Hay a muchos lectores y comentaristas que parece que les encanta escandalizarse con las cosas que Michel Houellebecq cuenta. Ésa es posiblemente una de las razones fundamentales de su éxito comercial: voy a leerlo para estar en contra. Pero nadie me podrá negar la honesta y antipática sinceridad con la que desvela sus mas ocultos sentimientos por boca de los distintos narradores que dirigen en primera persona el relato de la acción. Casi todos le acusan de todo: racista, misógino, pornográfico, antieuropeo, nihilista y, sobre todo, cómo no, de machista radical. Si alguien lee con cierta devoción objetiva Serotonina observará el amor y la ternura infinitas que le procura la mujer, y las protagonistas en general. Sólo el narrador protagonista es responsable del fracaso del amor frente a mujeres, de las que apenas nos deja unas pinceladas, en las que se aprecia ese don de entereza, fuerza y centralidad de las que el narrador carece. No se puede más que calificar de magistral cómo en dos líneas es capaz de resumir el inacabable entuerto de la infidelidad, motivo enorme de toda la literatura universal.
Florent-Claude es un apestado de la civilización occidental: «…nada parecía frenar mi camino hacia la aniquilación», (pág. 247). Un apestado que nos deja en sus relatos diversos, variados y contundentes motivos para sentirse un desesperanzado absoluto. Y el amor, que podría ser la única causa y motivo de su redención no le sirve, por eso, por apestado. «Se está muriendo de pena», le dice el doctor Azote. Y el modo y manera de aniquilación para el que parece programado, la pena, le lleva, después de un loco intento de rehabilitación a través del asesinato de la persona más inocente, a una nueva tortura en la que debe definir ante el lector el modo y manera en que perpetrará esa supuesta aniquilación. Páginas estremecedoras donde las halla con una reflexión implícita sobre la sociedad moderna: la soledad de la gran ciudad, la soledad de los ancianos o de los que ya están convencidos de que lo son.

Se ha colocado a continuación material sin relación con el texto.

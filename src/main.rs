use clap::{Args, Parser, Subcommand};
use std::path::PathBuf;

mod auth;
mod cli;
mod client;
mod config;
mod dashboard;
mod error;
mod guard;
mod resource;
mod resources;
mod session;
mod store;
mod ui;

#[cfg(test)]
mod tests;

use cli::CliHandler;

#[derive(Parser)]
#[command(
    name = "placetrack",
    about = "Placement tracking dashboard for the terminal",
    long_about = "placetrack - campus placement tracking client

OVERVIEW:
  Role-gated views over the placement tracking service: students,
  companies, placement progress, important dates and statistics.

WORKFLOW:
  1. Log in with your account
  2. Browse and filter the directories
  3. Admins manage records, students track their own progress

QUICK START:
  placetrack login                      # Authenticate
  placetrack dashboard                  # Role-specific overview
  placetrack students list              # Browse the student directory
  placetrack status                     # Check session and server status",
    version,
    arg_required_else_help = true
)]
pub struct Cli {
    #[command(subcommand)]
    pub command: Commands,

    /// Use an alternate config file
    #[arg(short, long, global = true)]
    pub config: Option<PathBuf>,

    #[arg(short, long, global = true)]
    pub verbose: bool,
}

#[derive(Subcommand)]
pub enum Commands {
    /// Log in with username and password
    Login(LoginArgs),

    /// Log out and revoke the refresh token
    Logout,

    /// Create an account
    Register(RegisterArgs),

    /// Show authentication and server status
    #[command(aliases = &["st"])]
    Status,

    /// Role-specific overview
    #[command(aliases = &["dash"])]
    Dashboard,

    /// Placement statistics
    Stats,

    /// View or update your profile
    Profile(ProfileArgs),

    /// Student directory
    Students(StudentsArgs),

    /// Company directory
    Companies(CompaniesArgs),

    /// Placement progress records
    Progress(ProgressArgs),

    /// Selection stage catalogue
    Stages,

    /// Important dates and events
    Dates(DatesArgs),

    /// Admin/faculty account management
    Users(UsersArgs),

    /// Configure settings
    #[command(aliases = &["cfg"])]
    Config(ConfigArgs),
}

#[derive(Args)]
pub struct LoginArgs {
    /// Username (prompted when omitted)
    pub username: Option<String>,
}

#[derive(Args)]
pub struct RegisterArgs {
    #[arg(long)]
    pub username: String,

    #[arg(long)]
    pub email: String,

    /// ADMIN, STUDENT or COMPANY
    #[arg(long, default_value = "STUDENT")]
    pub role: String,

    #[arg(long, default_value = "")]
    pub first_name: String,

    #[arg(long, default_value = "")]
    pub last_name: String,

    #[arg(long, default_value = "")]
    pub phone: String,
}

#[derive(Args)]
pub struct ProfileArgs {
    #[command(subcommand)]
    pub command: ProfileCommand,
}

#[derive(Subcommand)]
pub enum ProfileCommand {
    /// Show the signed-in profile
    Show,
    /// Update profile fields
    Update(ProfileUpdateArgs),
    /// Change the account password
    ChangePassword,
}

#[derive(Args)]
pub struct ProfileUpdateArgs {
    #[arg(long)]
    pub first_name: Option<String>,

    #[arg(long)]
    pub last_name: Option<String>,

    #[arg(long)]
    pub email: Option<String>,

    #[arg(long)]
    pub phone: Option<String>,
}

#[derive(Args)]
pub struct StudentsArgs {
    #[command(subcommand)]
    pub command: StudentsCommand,
}

#[derive(Subcommand)]
pub enum StudentsCommand {
    /// List students with client-side filters
    #[command(aliases = &["ls"])]
    List(StudentListArgs),

    /// Show one student
    Show { id: i64 },

    /// Add a student and provision their login
    Add(StudentAddArgs),

    /// Edit a student record
    Edit(StudentEditArgs),

    /// Delete a student record
    #[command(aliases = &["rm"])]
    Remove {
        id: i64,

        /// Skip the confirmation prompt
        #[arg(short, long)]
        force: bool,
    },

    /// Bulk-import students from a CSV file
    Upload { file: PathBuf },

    /// List placed students
    Placed,

    /// List unplaced students
    Unplaced,

    /// Placement history for one student
    History { id: i64 },
}

#[derive(Args)]
pub struct StudentListArgs {
    /// Match name, enrollment number or email
    #[arg(short, long)]
    pub search: Option<String>,

    /// Branch code (CSE, IT, ECE, ME, CE, EE)
    #[arg(long)]
    pub branch: Option<String>,

    /// Year of study (1-4)
    #[arg(long)]
    pub year: Option<String>,

    /// Only placed students
    #[arg(long)]
    pub placed: bool,

    /// Only unplaced students
    #[arg(long, conflicts_with = "placed")]
    pub unplaced: bool,
}

#[derive(Args)]
pub struct StudentAddArgs {
    #[arg(long)]
    pub enrollment: String,

    #[arg(long)]
    pub name: String,

    #[arg(long)]
    pub email: String,

    #[arg(long, default_value = "")]
    pub phone: String,

    /// Branch code (CSE, IT, ECE, ME, CE, EE)
    #[arg(long)]
    pub branch: String,

    /// Year of study (1-4)
    #[arg(long, default_value = "1")]
    pub year: String,

    #[arg(long)]
    pub cgpa: f64,

    /// Comma-separated skills
    #[arg(long, default_value = "")]
    pub skills: String,

    #[arg(long)]
    pub placed: bool,

    /// Login password; omitted means one is derived and shown once
    #[arg(long)]
    pub password: Option<String>,
}

#[derive(Args)]
pub struct StudentEditArgs {
    pub id: i64,

    #[arg(long)]
    pub name: Option<String>,

    #[arg(long)]
    pub email: Option<String>,

    #[arg(long)]
    pub phone: Option<String>,

    #[arg(long)]
    pub branch: Option<String>,

    #[arg(long)]
    pub year: Option<String>,

    #[arg(long)]
    pub cgpa: Option<f64>,

    #[arg(long)]
    pub skills: Option<String>,

    /// Mark placed (true/false)
    #[arg(long)]
    pub placed: Option<bool>,
}

#[derive(Args)]
pub struct CompaniesArgs {
    #[command(subcommand)]
    pub command: CompaniesCommand,
}

#[derive(Subcommand)]
pub enum CompaniesCommand {
    /// List companies with client-side filters
    #[command(aliases = &["ls"])]
    List(CompanyListArgs),

    /// Show one company
    Show { id: i64 },

    /// Add a company
    Add(CompanyAddArgs),

    /// Edit a company
    Edit(CompanyEditArgs),

    /// Delete a company
    #[command(aliases = &["rm"])]
    Remove {
        id: i64,

        /// Skip the confirmation prompt
        #[arg(short, long)]
        force: bool,
    },

    /// Applicants for one company
    Applicants { id: i64 },
}

#[derive(Args)]
pub struct CompanyListArgs {
    /// Match name, role or location
    #[arg(short, long)]
    pub search: Option<String>,

    /// PRODUCT, SERVICE, STARTUP or MNC
    #[arg(long = "type")]
    pub company_type: Option<String>,

    /// HIGH (10+ LPA), MED (5-10) or LOW (under 5)
    #[arg(long)]
    pub package: Option<String>,

    /// Only actively hiring companies
    #[arg(long)]
    pub active: bool,

    /// Only inactive companies
    #[arg(long, conflicts_with = "active")]
    pub inactive: bool,
}

#[derive(Args)]
pub struct CompanyAddArgs {
    #[arg(long)]
    pub name: String,

    #[arg(long, default_value = "")]
    pub description: String,

    /// PRODUCT, SERVICE, STARTUP or MNC
    #[arg(long = "type")]
    pub company_type: String,

    #[arg(long)]
    pub website: Option<String>,

    /// Offered package in LPA
    #[arg(long)]
    pub package: f64,

    #[arg(long, default_value_t = 0.0)]
    pub min_cgpa: f64,

    /// Comma-separated branch codes
    #[arg(long, default_value = "")]
    pub branches: String,

    #[arg(long)]
    pub role: String,

    #[arg(long, default_value = "")]
    pub location: String,

    #[arg(long, default_value = "")]
    pub contact_person: String,

    #[arg(long, default_value = "")]
    pub contact_email: String,

    #[arg(long, default_value = "")]
    pub contact_phone: String,

    /// Mark as not currently hiring
    #[arg(long)]
    pub inactive: bool,
}

#[derive(Args)]
pub struct CompanyEditArgs {
    pub id: i64,

    #[arg(long)]
    pub name: Option<String>,

    #[arg(long)]
    pub description: Option<String>,

    #[arg(long = "type")]
    pub company_type: Option<String>,

    #[arg(long)]
    pub website: Option<String>,

    #[arg(long)]
    pub package: Option<f64>,

    #[arg(long)]
    pub min_cgpa: Option<f64>,

    #[arg(long)]
    pub branches: Option<String>,

    #[arg(long)]
    pub role: Option<String>,

    #[arg(long)]
    pub location: Option<String>,

    /// Actively hiring (true/false)
    #[arg(long)]
    pub active: Option<bool>,
}

#[derive(Args)]
pub struct ProgressArgs {
    #[command(subcommand)]
    pub command: ProgressCommand,
}

#[derive(Subcommand)]
pub enum ProgressCommand {
    /// List placement records
    #[command(aliases = &["ls"])]
    List(ProgressListArgs),

    /// Your own placement records
    Mine,

    /// Add a placement record
    Add(ProgressAddArgs),

    /// Edit a placement record
    Edit(ProgressEditArgs),

    /// Delete a placement record
    #[command(aliases = &["rm"])]
    Remove {
        id: i64,

        /// Skip the confirmation prompt
        #[arg(short, long)]
        force: bool,
    },

    /// Ten most recently updated records
    Recent,

    /// Per-stage results, optionally for one record
    StageResults {
        /// Placement record id
        #[arg(long)]
        record: Option<i64>,
    },
}

#[derive(Args)]
pub struct ProgressListArgs {
    /// Match student name, company name or enrollment number
    #[arg(short, long)]
    pub search: Option<String>,

    /// Status code, e.g. APPLIED or OFFER_ACCEPTED
    #[arg(long)]
    pub status: Option<String>,
}

#[derive(Args)]
pub struct ProgressAddArgs {
    #[arg(long)]
    pub student: i64,

    #[arg(long)]
    pub company: i64,

    #[arg(long, default_value = "APPLIED")]
    pub status: String,

    #[arg(long)]
    pub stage: Option<i64>,

    #[arg(long, default_value = "")]
    pub notes: String,
}

#[derive(Args)]
pub struct ProgressEditArgs {
    pub id: i64,

    #[arg(long)]
    pub status: Option<String>,

    #[arg(long)]
    pub stage: Option<i64>,

    #[arg(long)]
    pub notes: Option<String>,
}

#[derive(Args)]
pub struct DatesArgs {
    #[command(subcommand)]
    pub command: DatesCommand,
}

#[derive(Subcommand)]
pub enum DatesCommand {
    /// List events with client-side filters
    #[command(aliases = &["ls"])]
    List(DateListArgs),

    /// Server-side upcoming events
    Upcoming,

    /// Add an event
    Add(DateAddArgs),

    /// Edit an event
    Edit(DateEditArgs),

    /// Delete an event
    #[command(aliases = &["rm"])]
    Remove {
        id: i64,

        /// Skip the confirmation prompt
        #[arg(short, long)]
        force: bool,
    },
}

#[derive(Args)]
pub struct DateListArgs {
    /// Match title or description
    #[arg(short, long)]
    pub search: Option<String>,

    /// DRIVE, DEADLINE, TEST, INTERVIEW, RESULT or OTHER
    #[arg(long = "type")]
    pub event_type: Option<String>,

    /// Only events after now
    #[arg(long)]
    pub upcoming: bool,

    /// Only events before now
    #[arg(long, conflicts_with = "upcoming")]
    pub past: bool,
}

#[derive(Args)]
pub struct DateAddArgs {
    #[arg(long)]
    pub title: String,

    #[arg(long, default_value = "")]
    pub description: String,

    /// DRIVE, DEADLINE, TEST, INTERVIEW, RESULT or OTHER
    #[arg(long = "type", default_value = "OTHER")]
    pub event_type: String,

    /// Related company id
    #[arg(long)]
    pub company: Option<i64>,

    /// Event instant, RFC 3339 or YYYY-MM-DD
    #[arg(long)]
    pub date: String,

    #[arg(long, default_value = "")]
    pub location: String,

    /// Registration or meeting link
    #[arg(long)]
    pub link: Option<String>,
}

#[derive(Args)]
pub struct DateEditArgs {
    pub id: i64,

    #[arg(long)]
    pub title: Option<String>,

    #[arg(long)]
    pub description: Option<String>,

    #[arg(long = "type")]
    pub event_type: Option<String>,

    #[arg(long)]
    pub date: Option<String>,

    #[arg(long)]
    pub location: Option<String>,

    /// Active (true/false)
    #[arg(long)]
    pub active: Option<bool>,
}

#[derive(Args)]
pub struct UsersArgs {
    #[command(subcommand)]
    pub command: UsersCommand,
}

#[derive(Subcommand)]
pub enum UsersCommand {
    /// List admin/faculty accounts
    #[command(aliases = &["ls"])]
    List(UserListArgs),

    /// Create an admin/faculty account
    Add(UserAddArgs),

    /// Edit an account
    Edit(UserEditArgs),

    /// Delete an account
    #[command(aliases = &["rm"])]
    Remove {
        id: i64,

        /// Skip the confirmation prompt
        #[arg(short, long)]
        force: bool,
    },

    /// Mark an account verified
    Verify { id: i64 },
}

#[derive(Args)]
pub struct UserListArgs {
    /// Match username, email or name
    #[arg(short, long)]
    pub search: Option<String>,
}

#[derive(Args)]
pub struct UserAddArgs {
    #[arg(long)]
    pub username: String,

    #[arg(long)]
    pub email: String,

    #[arg(long, default_value = "ADMIN")]
    pub role: String,

    #[arg(long, default_value = "")]
    pub first_name: String,

    #[arg(long, default_value = "")]
    pub last_name: String,

    #[arg(long, default_value = "")]
    pub phone: String,
}

#[derive(Args)]
pub struct UserEditArgs {
    pub id: i64,

    #[arg(long)]
    pub username: Option<String>,

    #[arg(long)]
    pub email: Option<String>,

    #[arg(long)]
    pub first_name: Option<String>,

    #[arg(long)]
    pub last_name: Option<String>,

    #[arg(long)]
    pub role: Option<String>,

    #[arg(long)]
    pub phone: Option<String>,
}

#[derive(Args)]
pub struct ConfigArgs {
    #[command(subcommand)]
    pub command: ConfigCommand,
}

#[derive(Subcommand)]
pub enum ConfigCommand {
    Show,
    SetEndpoint { url: String },
    SetTimeout { seconds: u64 },
    SetVerbose { enabled: String },
    Reset,
}

#[tokio::main]
async fn main() {
    let cli = Cli::parse();

    let log_level = if cli.verbose { "debug" } else { "info" };
    tracing_subscriber::fmt()
        .with_env_filter(format!("placetrack={}", log_level))
        .init();

    let mut handler = CliHandler::with_config_path(cli.config);

    if let Err(e) = handler.execute(cli.command).await {
        eprintln!("Error: {}", e);
        std::process::exit(1);
    }
}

No ceja Houellebecq ni por un momento de incomodar al lector y en las páginas semifinales del libro deja caer una reflexiones en torno a Proust y Thomas Man, perfectamente aplicables a Cervantes, en las que contrapone el valor de la obra de los creadores con la verdad de su pensamiento íntimo. ¿Qué es lo que vale, amigo mío, tu gran obra o la belleza (se habla del cuerpo) que te rodea por la que perderías la cabeza en un solo instante? Algo así le dedicó Unamuno a Cervantes, perdón, a don Quijote que según todas las leyendas, como Florent-Claude, era un alter ego del autor.
Arturo Lorenzo.
Madrid, febrero de 2019
Excelente aporte a la literatura y nada mejor que deslizar los ojos a través de las veredas del autor en su obra.